Hello. I feel like I'm 'outing' myself despite the fact that I've had Type 1 diabetes since 1981 - when I was 25. I've tried not to make an issue of it, having always despised being labelled as 'the diabetic'. I've never worn diabetes like a badge of honour and I generally avoid discussing it and can't stand it when people I hardly know secretly check what I'm eating. Many years ago, I was at a dinner party and someone loudly confided to another person at the table that she'd noticed I was having icecream, or whatever it was I was having - the carbs of which I'd catered for with my insulin dose.
Anyway, that was years ago, but the same stuff continues to happen. For example, I recently returned from a cycling tour of Vietnam. (I cycled 630 kilometres and it was fabulous.) I was talking to a new colleague about the experience and my principal - (I'm a secondary teacher) - interrupted and said "And she's diabetic!" It's that old thing. No one would ever blurt out "And she's got haemorrhoids!" Or whatever. Everyone seems to feel they can mind 'the diabetics' business. Anyway, I find it annoying.
So why am I introducing myself on this forum. I've recently started seeing a new endocrinologist who has suggested I start using a pump. In the course of researching the pump, I've found all this rivetting on-line discussion about living with diabetes and I've found it to be wonderful, uplifting and informative. So I thought I'd get involved.

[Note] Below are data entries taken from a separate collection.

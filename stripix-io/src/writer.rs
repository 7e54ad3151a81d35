//! File writers for decoded events and cluster tables.

use crate::Result;
use std::fs::File;
use std::io::{BufWriter, Write};
use std::path::Path;
use stripix_core::{Cluster, ClusterTable};

/// Header of the cluster CSV export.
pub const CLUSTER_CSV_HEADER: &str = "evt,nclust,seed,signal,width,address,cog";

/// Output encoding, chosen from the file extension.
#[derive(Debug, Clone, Copy, PartialEq, Eq)]
pub enum OutputFormat {
    /// Comma-separated text.
    Csv,
    /// A single JSON array.
    Json,
}

impl OutputFormat {
    /// Returns `Json` for a `.json` extension and `Csv` otherwise.
    #[must_use]
    pub fn from_path(path: &Path) -> Self {
        match path.extension().and_then(|e| e.to_str()) {
            Some(ext) if ext.eq_ignore_ascii_case("json") => Self::Json,
            _ => Self::Csv,
        }
    }
}

/// Writer for per-event channel arrays.
///
/// CSV output holds one row per event with three decimals per channel;
/// JSON output is an array of arrays.
pub struct EventArrayWriter<W: Write> {
    writer: W,
    format: OutputFormat,
    rows: usize,
}

impl EventArrayWriter<BufWriter<File>> {
    /// Creates a file writer, picking the format from the extension.
    ///
    /// # Errors
    /// Returns an error if the file cannot be created.
    pub fn create<P: AsRef<Path>>(path: P) -> Result<Self> {
        let path = path.as_ref();
        let file = File::create(path)?;
        Ok(Self::new(BufWriter::new(file), OutputFormat::from_path(path)))
    }
}

impl<W: Write> EventArrayWriter<W> {
    /// Wraps any writer.
    pub fn new(writer: W, format: OutputFormat) -> Self {
        Self {
            writer,
            format,
            rows: 0,
        }
    }

    /// Number of rows written.
    #[must_use]
    pub fn rows(&self) -> usize {
        self.rows
    }

    fn open_row(&mut self) -> Result<()> {
        if self.format == OutputFormat::Json {
            let sep = if self.rows == 0 { "[\n" } else { ",\n" };
            self.writer.write_all(sep.as_bytes())?;
        }
        Ok(())
    }

    /// Writes one event of calibrated values.
    ///
    /// # Errors
    /// Returns an error if writing fails.
    pub fn write_values(&mut self, values: &[f64]) -> Result<()> {
        self.open_row()?;
        match self.format {
            OutputFormat::Csv => {
                let row: Vec<String> = values.iter().map(|v| format!("{v:.3}")).collect();
                writeln!(self.writer, "{}", row.join(","))?;
            }
            OutputFormat::Json => serde_json::to_writer(&mut self.writer, values)?,
        }
        self.rows += 1;
        Ok(())
    }

    /// Writes one event of integer samples.
    ///
    /// # Errors
    /// Returns an error if writing fails.
    pub fn write_samples(&mut self, samples: &[u16]) -> Result<()> {
        self.open_row()?;
        match self.format {
            OutputFormat::Csv => {
                let row: Vec<String> = samples.iter().map(u16::to_string).collect();
                writeln!(self.writer, "{}", row.join(","))?;
            }
            OutputFormat::Json => serde_json::to_writer(&mut self.writer, samples)?,
        }
        self.rows += 1;
        Ok(())
    }

    /// Closes the output and returns the number of rows written.
    ///
    /// # Errors
    /// Returns an error if flushing fails.
    pub fn finish(mut self) -> Result<usize> {
        if self.format == OutputFormat::Json {
            let tail = if self.rows == 0 { "[]\n" } else { "\n]\n" };
            self.writer.write_all(tail.as_bytes())?;
        }
        self.writer.flush()?;
        Ok(self.rows)
    }
}

/// Writes clusters as CSV with a header row.
///
/// # Errors
/// Returns an error if writing fails.
pub fn write_clusters_csv<'a, W, I>(mut writer: W, clusters: I) -> Result<()>
where
    W: Write,
    I: IntoIterator<Item = &'a Cluster>,
{
    writeln!(writer, "{CLUSTER_CSV_HEADER}")?;
    for c in clusters {
        writeln!(
            writer,
            "{},{},{},{:.3},{},{},{:.3}",
            c.event, c.nclust, c.seed, c.signal, c.width, c.address, c.cog
        )?;
    }
    writer.flush()?;
    Ok(())
}

/// Writes a cluster table to `path`, as JSON for a `.json` extension and
/// CSV otherwise.
///
/// # Errors
/// Returns an error if the file cannot be created or written.
pub fn write_cluster_table<P: AsRef<Path>>(path: P, table: &ClusterTable) -> Result<()> {
    let path = path.as_ref();
    let mut writer = BufWriter::new(File::create(path)?);
    match OutputFormat::from_path(path) {
        OutputFormat::Csv => write_clusters_csv(&mut writer, table.iter())?,
        OutputFormat::Json => {
            serde_json::to_writer_pretty(&mut writer, table)?;
            writer.flush()?;
        }
    }
    log::info!("wrote {} clusters to {}", table.len(), path.display());
    Ok(())
}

So I'm married and have two kids, aged 21 and 20, a boy and a girl respectively. (And I survived those two pregnancies with diabetes, when there was very little information available as to how to manage the whole thing. No internet as we know it. I think I was blissfully ignorant, and apart from having two enormous babies - both 10lb 8oz - both pregnancies were trouble free.) I'm also, as I mentioned, a secondary English teacher and an occasionally published writer. I write a blog related to my teaching life at
The Fraudulent Teacher
I identify myself as fraudulent because even though I've been teaching for thirty years, I feel less 'earnest' than many of my colleagues and I feel like one day I'm going to be found out.
I'm also a keen cyclist. As well as cycling to and from school every day - usually - I also enjoy longer rides with my old man on the weekends. The Vietnam rides were the longest I'd ever done, including 100k in a day. I have to say, I think the whole experience would have been a whole lot easier without having to manage the diabetes. It was a bit hairy at times. Despite that, the tour was so brilliant that we've already booked another one for next year. Same country; different rides.
I wonder if pumping will improve the experience. Anyway, cheers.